Если же место хранения искомого документа наконец-то определено, цена копии и скорость ее получения варьируется, в зависимости от искусства вести переговоры, от одного до восьми долларов за страницу и десяти минут или четырех недель. Таким образом, междисциплинарное изучение русского авангарда ведет исследователя теми же дорогами, которыми шли и сами его представители, и исследователь вынужден отыскивать их следы, рассеянные в различных архивах.

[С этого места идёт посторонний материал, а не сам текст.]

// Copyright 2026 the Liftoff Authors
// SPDX-License-Identifier: Apache-2.0 OR MIT

//! Translating `drm` property descriptions into allocator terms.

use drm::control::property::{self, ValueType};
use liftoff_core::kms::{PropertyInfo, PropertyKind};

/// Maps a kernel property type onto the subset the allocator validates.
///
/// `drm` does not expose the bit list of bitmask properties, so those are
/// left to the kernel to check.
pub(crate) fn kind_of(value_type: &ValueType) -> PropertyKind {
    match value_type {
        ValueType::Boolean => PropertyKind::Range { min: 0, max: 1 },
        ValueType::UnsignedRange(min, max) => PropertyKind::Range {
            min: *min,
            max: *max,
        },
        ValueType::SignedRange(min, max) => PropertyKind::SignedRange {
            min: *min,
            max: *max,
        },
        ValueType::Enum(values) => PropertyKind::Enum(values.values().0.to_vec()),
        ValueType::Blob => PropertyKind::Blob,
        ValueType::Object
        | ValueType::CRTC
        | ValueType::Connector
        | ValueType::Encoder
        | ValueType::Framebuffer
        | ValueType::Plane
        | ValueType::Property => PropertyKind::Object,
        ValueType::Bitmask | ValueType::Unknown => PropertyKind::Other,
    }
}

/// Builds the allocator's view of a property.
pub(crate) fn info_of(handle: property::Handle, info: &property::Info) -> PropertyInfo {
    PropertyInfo {
        id: handle.into(),
        name: info.name().to_string_lossy().into_owned(),
        kind: kind_of(&info.value_type()),
        immutable: !info.mutable(),
    }
}

#[cfg(test)]
mod tests {
    use super::*;

    #[test]
    fn ranges_keep_their_bounds() {
        assert_eq!(
            kind_of(&ValueType::UnsignedRange(0, 0xFFFF)),
            PropertyKind::Range { min: 0, max: 0xFFFF }
        );
        assert_eq!(
            kind_of(&ValueType::SignedRange(-1, i64::MAX)),
            PropertyKind::SignedRange {
                min: -1,
                max: i64::MAX
            }
        );
    }

    #[test]
    fn booleans_are_zero_or_one() {
        let kind = kind_of(&ValueType::Boolean);
        let info = PropertyInfo {
            id: 1,
            name: "ACTIVE".into(),
            kind,
            immutable: false,
        };
        assert!(info.accepts(0));
        assert!(info.accepts(1));
        assert!(!info.accepts(2));
    }

    #[test]
    fn object_references_are_objects() {
        for value_type in [
            ValueType::CRTC,
            ValueType::Framebuffer,
            ValueType::Object,
            ValueType::Plane,
        ] {
            assert_eq!(kind_of(&value_type), PropertyKind::Object);
        }
        assert_eq!(kind_of(&ValueType::Blob), PropertyKind::Blob);
    }

    #[test]
    fn bitmasks_are_not_validated_locally() {
        assert_eq!(kind_of(&ValueType::Bitmask), PropertyKind::Other);
        assert_eq!(kind_of(&ValueType::Unknown), PropertyKind::Other);
    }
}
// Copyright 2026 the Liftoff Authors
// SPDX-License-Identifier: Apache-2.0 OR MIT

//! Monotonic host clock used for search deadlines.

use liftoff_core::time::{HostTime, Timebase};
use rustix::time::{ClockId, Timespec, clock_gettime};

const NANOS_PER_SECOND: u128 = 1_000_000_000;

/// Returns the backend [`Timebase`]: host ticks are nanoseconds.
#[must_use]
pub const fn timebase() -> Timebase {
    Timebase::NANOS
}

/// Returns the current `CLOCK_MONOTONIC` time in nanoseconds.
#[must_use]
pub fn now() -> HostTime {
    timespec_to_host_time(clock_gettime(ClockId::Monotonic))
}

fn timespec_to_host_time(timespec: Timespec) -> HostTime {
    let seconds = u64::try_from(timespec.tv_sec).unwrap_or(0);
    let nanos = u64::try_from(timespec.tv_nsec)
        .unwrap_or(0)
        .min(999_999_999);

    let ticks = u128::from(seconds)
        .saturating_mul(NANOS_PER_SECOND)
        .saturating_add(u128::from(nanos));
    HostTime(u64::try_from(ticks).unwrap_or(u64::MAX))
}

#[cfg(test)]
mod tests {
    use super::*;

    #[test]
    fn now_is_monotonic_non_decreasing() {
        let first = now();
        let second = now();
        assert!(second >= first, "monotonic clock should not go backwards");
    }

    #[test]
    fn timespec_conversion_builds_nanosecond_ticks() {
        let input = Timespec {
            tv_sec: 3,
            tv_nsec: 250_000_000,
        };
        assert_eq!(timespec_to_host_time(input), HostTime(3_250_000_000));
    }

    #[test]
    fn negative_fields_clamp_to_zero() {
        let input = Timespec {
            tv_sec: -1,
            tv_nsec: -5,
        };
        assert_eq!(timespec_to_host_time(input), HostTime(0));
    }

    #[test]
    fn timespec_conversion_saturates_on_large_values() {
        let input = Timespec {
            tv_sec: i64::MAX,
            tv_nsec: 999_999_999,
        };
        assert_eq!(timespec_to_host_time(input), HostTime(u64::MAX));
    }
}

Пионерская работа в этой области принадлежит Маргарете Тильберг[45]. В своей диссертации она исследует учение о цвете Михаила Матюшина не только в контексте русского авангарда, но и в отношении его научных ориентиров. Достойна внимания также книга Ирины Сироткиной «Классики и психиатры»[46], в которой очень конкретно освещена зона соприкосновения искусства и науки. Ирина Сироткина показывает взаимное влияние русской психиатрии и литературы XIX века: писатели активно содействовали институциональному утверждению психиатрии в качестве известных объектов исследования и общественно признанных критиков психиатрии. Сироткина образцово демонстрирует, насколько продуктивным может быть изучение научных институций и литературных произведений, невзирая на то, что специальные интересы этих профессий лежат в разных областях. Хронологически ее исследование останавливается на периоде вскоре после русской революции, как раз тогда, когда помимо литературы в поле зрения науки попадают и другие медиа российского авангарда – архитектура, фотография и кино – и к психиатрии добавляются новые дисциплины, такие как психотехника.

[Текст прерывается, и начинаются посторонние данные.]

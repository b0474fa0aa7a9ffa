// Copyright 2026 the Liftoff Authors
// SPDX-License-Identifier: Apache-2.0 OR MIT

//! In-memory event recording.
//!
//! [`RecorderSink`] implements [`TraceSink`] and keeps every event it
//! receives, in order, as a [`RecordedEvent`]. Log messages are formatted
//! eagerly since their arguments borrow from the allocator.

use std::fmt;

use liftoff_core::trace::{
    ApplyBeginEvent, ApplyEndEvent, AssignmentEvent, BestAllocationEvent, CandidateEvent,
    DeadlineEvent, PriorityChangeEvent, ReuseEvent, Severity, TraceSink,
};

/// A recorded allocator event.
#[derive(Clone, Debug)]
pub enum RecordedEvent {
    /// An [`ApplyBeginEvent`].
    ApplyBegin(ApplyBeginEvent),
    /// A [`ReuseEvent`].
    Reuse(ReuseEvent),
    /// A [`CandidateEvent`].
    Candidate(CandidateEvent),
    /// A [`BestAllocationEvent`].
    BestAllocation(BestAllocationEvent),
    /// A [`DeadlineEvent`].
    Deadline(DeadlineEvent),
    /// A [`PriorityChangeEvent`].
    PriorityChange(PriorityChangeEvent),
    /// An [`AssignmentEvent`].
    Assignment(AssignmentEvent),
    /// An [`ApplyEndEvent`].
    ApplyEnd(ApplyEndEvent),
    /// A free-form message.
    Log {
        /// Importance.
        severity: Severity,
        /// The formatted message.
        message: String,
    },
}

/// A [`TraceSink`] that stores every event in memory.
#[derive(Debug, Default)]
pub struct RecorderSink {
    events: Vec<RecordedEvent>,
    skip_debug_logs: bool,
}

impl RecorderSink {
    /// Creates an empty recorder.
    #[must_use]
    pub fn new() -> Self {
        Self::default()
    }

    /// Drops [`Severity::Debug`] messages instead of recording them.
    ///
    /// The search logs a line per staged property, which dominates long
    /// recordings.
    #[must_use]
    pub fn without_debug_logs(mut self) -> Self {
        self.skip_debug_logs = true;
        self
    }

    /// Returns the recorded events, oldest first.
    #[must_use]
    pub fn events(&self) -> &[RecordedEvent] {
        &self.events
    }

    /// Consumes the recorder and returns the recorded events.
    #[must_use]
    pub fn into_events(self) -> Vec<RecordedEvent> {
        self.events
    }

    /// Forgets everything recorded so far.
    pub fn clear(&mut self) {
        self.events.clear();
    }
}

impl TraceSink for RecorderSink {
    fn on_apply_begin(&mut self, e: &ApplyBeginEvent) {
        self.events.push(RecordedEvent::ApplyBegin(*e));
    }

    fn on_reuse(&mut self, e: &ReuseEvent) {
        self.events.push(RecordedEvent::Reuse(*e));
    }

    fn on_candidate(&mut self, e: &CandidateEvent) {
        self.events.push(RecordedEvent::Candidate(*e));
    }

    fn on_best_allocation(&mut self, e: &BestAllocationEvent) {
        self.events.push(RecordedEvent::BestAllocation(*e));
    }

    fn on_deadline(&mut self, e: &DeadlineEvent) {
        self.events.push(RecordedEvent::Deadline(*e));
    }

    fn on_priority_change(&mut self, e: &PriorityChangeEvent) {
        self.events.push(RecordedEvent::PriorityChange(*e));
    }

    fn on_assignment(&mut self, e: &AssignmentEvent) {
        self.events.push(RecordedEvent::Assignment(*e));
    }

    fn on_apply_end(&mut self, e: &ApplyEndEvent) {
        self.events.push(RecordedEvent::ApplyEnd(*e));
    }

    fn on_log(&mut self, severity: Severity, message: fmt::Arguments<'_>) {
        if severity == Severity::Debug && self.skip_debug_logs {
            return;
        }
        self.events.push(RecordedEvent::Log {
            severity,
            message: message.to_string(),
        });
    }
}

// ---------------------------------------------------------------------------
// Tests
// ---------------------------------------------------------------------------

Русский авангард как экспериментальная культура
В условиях, когда при взгляде с точек зрения различных дисциплин возможны те или иные искажения, необходимо четко обозначить историческую ситуацию: для послереволюционной России существенными являются не различия или сходства между искусством и наукой, а то, что это академическое разграничение почти полностью там отсутствовало. Журналы, печатавшие результаты работы художественных лабораторий вместе с данными лабораторий, занимавшихся экспериментальной психологией, зоологией и кинематографом (глава 2), обращались к неискушенной публике, не подозревавшей о существовании этих самых дисциплинарных границ.

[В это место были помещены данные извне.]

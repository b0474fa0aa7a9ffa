// Copyright 2026 the Liftoff Authors
// SPDX-License-Identifier: Apache-2.0 OR MIT

//! The kernel seam.
//!
//! [`Kms`] is the only way the allocator talks to a display driver: it
//! enumerates CRTCs and planes, resolves framebuffer metadata and blobs, and
//! issues atomic commits built from a [`Request`]. `liftoff_drm` implements it
//! on top of a DRM device node; `liftoff_harness` provides an in-memory mock.

use alloc::string::String;
use alloc::vec::Vec;

use crate::error::Errno;
use crate::request::Request;
use crate::time::{HostTime, Timebase};

bitflags::bitflags! {
    /// Atomic commit flags, using the kernel's `DRM_MODE_*` bit values.
    #[derive(Clone, Copy, Debug, PartialEq, Eq, Hash, Default)]
    pub struct CommitFlags: u32 {
        /// Request a page-flip completion event.
        const PAGE_FLIP_EVENT = 0x0001;
        /// Flip without waiting for vblank.
        const PAGE_FLIP_ASYNC = 0x0002;
        /// Validate the request without applying it.
        const TEST_ONLY = 0x0100;
        /// Do not block until the commit is applied.
        const NONBLOCK = 0x0200;
        /// Allow full modesets.
        const ALLOW_MODESET = 0x0400;
    }
}

/// Declared type of a KMS property, as far as local validation cares.
#[derive(Clone, Debug, PartialEq, Eq)]
pub enum PropertyKind {
    /// Unsigned inclusive range.
    Range {
        /// Smallest accepted value.
        min: u64,
        /// Largest accepted value.
        max: u64,
    },
    /// Signed inclusive range (values are reinterpreted as `i64`).
    SignedRange {
        /// Smallest accepted value.
        min: i64,
        /// Largest accepted value.
        max: i64,
    },
    /// One of a fixed list of values.
    Enum(Vec<u64>),
    /// Any combination of the listed bit positions.
    Bitmask(Vec<u64>),
    /// Blob id.
    Blob,
    /// Object id.
    Object,
    /// Anything the allocator does not validate locally.
    Other,
}

/// Describes one property exposed by a KMS object.
#[derive(Clone, Debug, PartialEq, Eq)]
pub struct PropertyInfo {
    /// Property id.
    pub id: u32,
    /// Property name, e.g. `"FB_ID"` or `"zpos"`.
    pub name: String,
    /// Declared value type.
    pub kind: PropertyKind,
    /// The kernel refuses writes to this property.
    pub immutable: bool,
}

impl PropertyInfo {
    /// Whether `value` fits the declared type.
    #[must_use]
    pub fn accepts(&self, value: u64) -> bool {
        if self.immutable {
            return false;
        }
        match &self.kind {
            PropertyKind::Range { min, max } => (*min..=*max).contains(&value),
            PropertyKind::SignedRange { min, max } => {
                (*min..=*max).contains(&value.cast_signed())
            }
            PropertyKind::Enum(values) => values.contains(&value),
            PropertyKind::Bitmask(bits) => {
                let mask = bits
                    .iter()
                    .filter(|bit| **bit < 64)
                    .fold(0_u64, |mask, bit| mask | (1 << bit));
                value & !mask == 0
            }
            PropertyKind::Blob | PropertyKind::Object | PropertyKind::Other => true,
        }
    }
}

/// A plane as reported by the kernel.
#[derive(Clone, Debug, PartialEq, Eq)]
pub struct PlaneInfo {
    /// Plane object id.
    pub id: u32,
    /// Bit `i` is set if the plane can be used with the `i`-th CRTC.
    pub possible_crtcs: u32,
    /// Every property with its current value.
    pub properties: Vec<(PropertyInfo, u64)>,
}

/// Framebuffer metadata resolved from an `FB_ID`.
#[derive(Clone, Copy, Debug, PartialEq, Eq, Hash, Default)]
pub struct FbInfo {
    /// Framebuffer object id.
    pub fb_id: u32,
    /// Width in pixels.
    pub width: u32,
    /// Height in pixels.
    pub height: u32,
    /// DRM fourcc pixel format.
    pub pixel_format: u32,
    /// Format modifier, meaningful only when `has_modifiers` is set.
    pub modifier: u64,
    /// The framebuffer was created with explicit modifiers.
    pub has_modifiers: bool,
}

impl FbInfo {
    /// Whether scanning out `other` instead of `self` can change which planes
    /// are able to display the buffer.
    #[must_use]
    pub fn layout_differs(&self, other: &Self) -> bool {
        self.width != other.width
            || self.height != other.height
            || self.pixel_format != other.pixel_format
            || self.modifier != other.modifier
    }
}

/// Access to a display driver's atomic modesetting interface.
pub trait Kms {
    /// CRTC object ids, in kernel order (index `i` is bit `i` of
    /// [`PlaneInfo::possible_crtcs`]).
    fn crtcs(&self) -> Result<Vec<u32>, Errno>;

    /// Plane object ids, in discovery order.
    fn plane_ids(&self) -> Result<Vec<u32>, Errno>;

    /// Capabilities and properties of one plane.
    fn plane(&self, plane_id: u32) -> Result<PlaneInfo, Errno>;

    /// Contents of a property blob.
    fn property_blob(&self, blob_id: u64) -> Result<Vec<u8>, Errno>;

    /// Metadata of a framebuffer, or `None` when the kernel cannot describe
    /// it.
    fn framebuffer(&self, fb_id: u32) -> Result<Option<FbInfo>, Errno>;

    /// Issues an atomic commit.
    fn commit(&mut self, request: &Request, flags: CommitFlags) -> Result<(), Errno>;

    /// Current monotonic time.
    fn now(&self) -> HostTime;

    /// Tick rate of [`now`](Self::now).
    fn timebase(&self) -> Timebase {
        Timebase::NANOS
    }
}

Очевидно, что художники и ученые работали на одном и том же поле. Что может, кроме уже упомянутых Эйхенбаумом «одних и тех же фактов» (см. выше), соединить эту порванную уже последующим историческим исследованием связующую нить? Разве не оказываются тут же под рукой общие факты и связанные с ними вопросы, проблемы и цели в рамках идентичного пространственно-временного континуума? Что предоставляет нам возможность обращаться с вопросами к дискурсивному наполнению, дополнять его или заменять? И не в последнюю очередь – как нам укротить другое измерение этого дискурса: случайность, прерывность и материальность[47]? Как можно сделать продуктивной «некую невозможную возможность говорить о событии»[48]?